| What is being asked |
For the entries presented below, indicate the number of lines that include the word "watch", adding nothing else.
--- Dataset records Enclosed Below ---
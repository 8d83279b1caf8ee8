//! STN1110 OBD adapter simulator
//!
//! Answers the handful of AT/ST commands the host sends during bring-up and
//! then streams canned CAN traffic once monitoring starts. While monitoring,
//! any received line interrupts the stream: the monitor task is stopped and
//! joined before `STOPPED` is written, so the reply never interleaves with a
//! late bus line.

use std::collections::HashSet;
use std::io;

use hwsim_protocol::stn::{self, CanFilter, StnCodec, StnCommand};
use tokio::io::{AsyncRead, AsyncWrite};
use tokio::sync::watch;
use tracing::{debug, info};

use crate::config::StnConfig;
use crate::monitor::MonitorTask;
use crate::transport::{FrameReader, ReadEvent, SharedWriter};

/// CAN ids registered with `STFPA`
///
/// Ids are only ever added one at a time or cleared all at once by a reset.
#[derive(Debug, Clone, Default, PartialEq, Eq)]
pub struct FilterSet {
    ids: HashSet<String>,
}

impl FilterSet {
    /// Register the id of `filter`; returns false if it was already present
    pub fn insert(&mut self, filter: &CanFilter) -> bool {
        self.ids.insert(filter.id.clone())
    }

    pub fn contains(&self, id: &str) -> bool {
        self.ids.contains(id)
    }

    pub fn clear(&mut self) {
        self.ids.clear();
    }

    pub fn len(&self) -> usize {
        self.ids.len()
    }

    pub fn is_empty(&self) -> bool {
        self.ids.is_empty()
    }

    pub fn iter(&self) -> impl Iterator<Item = &str> {
        self.ids.iter().map(String::as_str)
    }
}

/// Whether the monitor task is streaming
#[derive(Debug, Clone, Copy, Default, PartialEq, Eq)]
pub enum SimulatorMode {
    #[default]
    Idle,
    Monitoring,
}

/// State owned by the simulator loop
#[derive(Debug, Clone, Default, PartialEq, Eq)]
pub struct StnState {
    pub filters: FilterSet,
    pub mode: SimulatorMode,
}

/// What the loop must do after a command was applied to the state
#[derive(Debug, Clone, Copy, PartialEq, Eq)]
pub enum Reaction {
    /// Write the line, then the prompt
    Reply(&'static str),
    /// Wait out the reset delay, then write the identification and prompt
    Identify,
    /// Spawn the monitor task; nothing is written yet
    StartMonitor,
}

/// Apply `command` to `state` and return the reaction to carry out
///
/// Must only be called while idle: in monitoring mode lines are not commands.
pub fn handle_command(state: &mut StnState, command: StnCommand) -> Reaction {
    match command {
        StnCommand::Reset => {
            state.filters.clear();
            Reaction::Identify
        }
        StnCommand::EchoOff | StnCommand::HeadersOn | StnCommand::SpacesOff => {
            Reaction::Reply(stn::OK)
        }
        StnCommand::AddFilter(filter) => {
            info!("Added filter for CAN id {} (mask {})", filter.id, filter.mask);
            state.filters.insert(&filter);
            Reaction::Reply(stn::OK)
        }
        StnCommand::MalformedFilter(_) => Reaction::Reply(stn::ERROR),
        StnCommand::StartMonitor => {
            state.mode = SimulatorMode::Monitoring;
            Reaction::StartMonitor
        }
        StnCommand::Unknown(raw) => {
            debug!("Unknown command {:?}", raw);
            Reaction::Reply(stn::UNKNOWN)
        }
    }
}

/// The STN1110 simulator
pub struct Stn1110Simulator {
    config: StnConfig,
    state: StnState,
}

impl Stn1110Simulator {
    /// Create an idle simulator with no filters
    pub fn new(config: StnConfig) -> Self {
        Self {
            config,
            state: StnState::default(),
        }
    }

    /// Current state
    pub fn state(&self) -> &StnState {
        &self.state
    }

    /// Serve the host until shutdown is signalled or the stream closes
    ///
    /// Dropping the shutdown sender counts as a shutdown request. An active
    /// monitor task is always stopped and joined before returning.
    pub async fn run<R, W>(
        &mut self,
        reader: &mut FrameReader<R, StnCodec>,
        writer: SharedWriter<W>,
        mut shutdown: watch::Receiver<bool>,
    ) -> io::Result<()>
    where
        R: AsyncRead + Unpin,
        W: AsyncWrite + Unpin + Send + 'static,
    {
        info!("STN1110 simulator running");
        let mut monitor: Option<MonitorTask> = None;

        let result = loop {
            let event = tokio::select! {
                biased;
                _ = shutdown.changed() => {
                    info!("Shutdown requested");
                    break Ok(());
                }
                event = reader.read_frame() => event,
            };

            let line = match event {
                Ok(ReadEvent::Data(line)) => line,
                Ok(ReadEvent::Timeout) => continue,
                Ok(ReadEvent::Closed) => {
                    info!("Host closed the stream");
                    break Ok(());
                }
                Err(e) => break Err(e),
            };

            // Any line ends monitoring; it is not interpreted as a command
            if let Some(task) = monitor.take() {
                info!("Stopping monitoring mode");
                task.stop().await;
                self.state.mode = SimulatorMode::Idle;
                if let Err(e) = Self::reply(&writer, stn::STOPPED).await {
                    break Err(e);
                }
                continue;
            }

            let command = StnCommand::decode(&line);
            let outcome = match handle_command(&mut self.state, command) {
                Reaction::Reply(text) => Self::reply(&writer, text).await,
                Reaction::Identify => {
                    info!("Resetting");
                    tokio::time::sleep(self.config.reset_delay()).await;
                    // Input sent while resetting is lost, as on the real adapter
                    match Self::reply(&writer, stn::IDENTIFICATION).await {
                        Ok(()) => reader.discard_buffered().await,
                        Err(e) => Err(e),
                    }
                }
                Reaction::StartMonitor => {
                    info!("Starting monitoring mode");
                    monitor = Some(MonitorTask::spawn(
                        writer.clone(),
                        self.config.monitor_interval(),
                    ));
                    Ok(())
                }
            };
            if let Err(e) = outcome {
                break Err(e);
            }
        };

        if let Some(task) = monitor.take() {
            task.stop().await;
            self.state.mode = SimulatorMode::Idle;
        }

        info!("STN1110 simulator stopped");
        result
    }

    /// Write a reply line followed by the prompt
    async fn reply<W>(writer: &SharedWriter<W>, text: &str) -> io::Result<()>
    where
        W: AsyncWrite + Unpin,
    {
        writer.write_line(text).await?;
        writer.write_text(stn::PROMPT).await
    }
}

#[cfg(test)]
mod tests {
    use super::*;
    use proptest::prelude::*;

    fn filter(id: &str) -> CanFilter {
        CanFilter {
            id: id.to_string(),
            mask: "FFF".to_string(),
        }
    }

    #[test]
    fn test_filter_command_adds_id() {
        let mut state = StnState::default();
        let reaction = handle_command(&mut state, StnCommand::decode("STFPA123,456"));
        assert_eq!(reaction, Reaction::Reply("OK"));
        assert!(state.filters.contains("123"));
        assert_eq!(state.filters.len(), 1);
    }

    #[test]
    fn test_malformed_filter_leaves_state() {
        let mut state = StnState::default();
        state.filters.insert(&filter("201"));
        let before = state.clone();

        let reaction = handle_command(&mut state, StnCommand::decode("STFPAZZZ"));
        assert_eq!(reaction, Reaction::Reply("ERROR"));
        assert_eq!(state, before);
    }

    #[test]
    fn test_reset_clears_filters() {
        let mut state = StnState::default();
        state.filters.insert(&filter("085"));
        state.filters.insert(&filter("4B0"));

        assert_eq!(handle_command(&mut state, StnCommand::Reset), Reaction::Identify);
        assert!(state.filters.is_empty());
    }

    #[test]
    fn test_settings_reply_ok() {
        let mut state = StnState::default();
        for line in ["ATE0", "ATH1", "ATS0"] {
            assert_eq!(
                handle_command(&mut state, StnCommand::decode(line)),
                Reaction::Reply("OK")
            );
        }
        assert_eq!(state, StnState::default());
    }

    #[test]
    fn test_unknown_replies_question_mark() {
        let mut state = StnState::default();
        assert_eq!(
            handle_command(&mut state, StnCommand::decode("ATI")),
            Reaction::Reply("?")
        );
    }

    #[test]
    fn test_start_monitor_changes_mode() {
        let mut state = StnState::default();
        assert_eq!(
            handle_command(&mut state, StnCommand::StartMonitor),
            Reaction::StartMonitor
        );
        assert_eq!(state.mode, SimulatorMode::Monitoring);
    }

    #[test]
    fn test_duplicate_filter_id() {
        let mut filters = FilterSet::default();
        assert!(filters.insert(&filter("240")));
        assert!(!filters.insert(&CanFilter {
            id: "240".into(),
            mask: "7FF".into(),
        }));
        assert_eq!(filters.iter().collect::<Vec<_>>(), vec!["240"]);
    }

    proptest! {
        #[test]
        fn prop_filters_hold_each_distinct_id(ids in proptest::collection::vec("[0-9A-F]{3}", 0..32)) {
            let mut state = StnState::default();
            for id in &ids {
                let reaction = handle_command(&mut state, StnCommand::decode(&format!("STFPA{id},7FF")));
                prop_assert_eq!(reaction, Reaction::Reply("OK"));
            }

            let distinct: HashSet<&str> = ids.iter().map(String::as_str).collect();
            prop_assert_eq!(state.filters.len(), distinct.len());
            for id in &distinct {
                prop_assert!(state.filters.contains(id));
            }

            handle_command(&mut state, StnCommand::Reset);
            prop_assert!(state.filters.is_empty());
        }

        #[test]
        fn prop_non_hex_filter_changes_nothing(params in "[G-Z]{3},[0-9A-F]{3}") {
            let mut state = StnState::default();
            state.filters.insert(&filter("085"));
            let before = state.clone();

            let reaction = handle_command(&mut state, StnCommand::decode(&format!("STFPA{params}")));
            prop_assert_eq!(reaction, Reaction::Reply("ERROR"));
            prop_assert_eq!(state, before);
        }
    }
}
--- End of Enclosed Dataset records ---
| Solved exercise |
2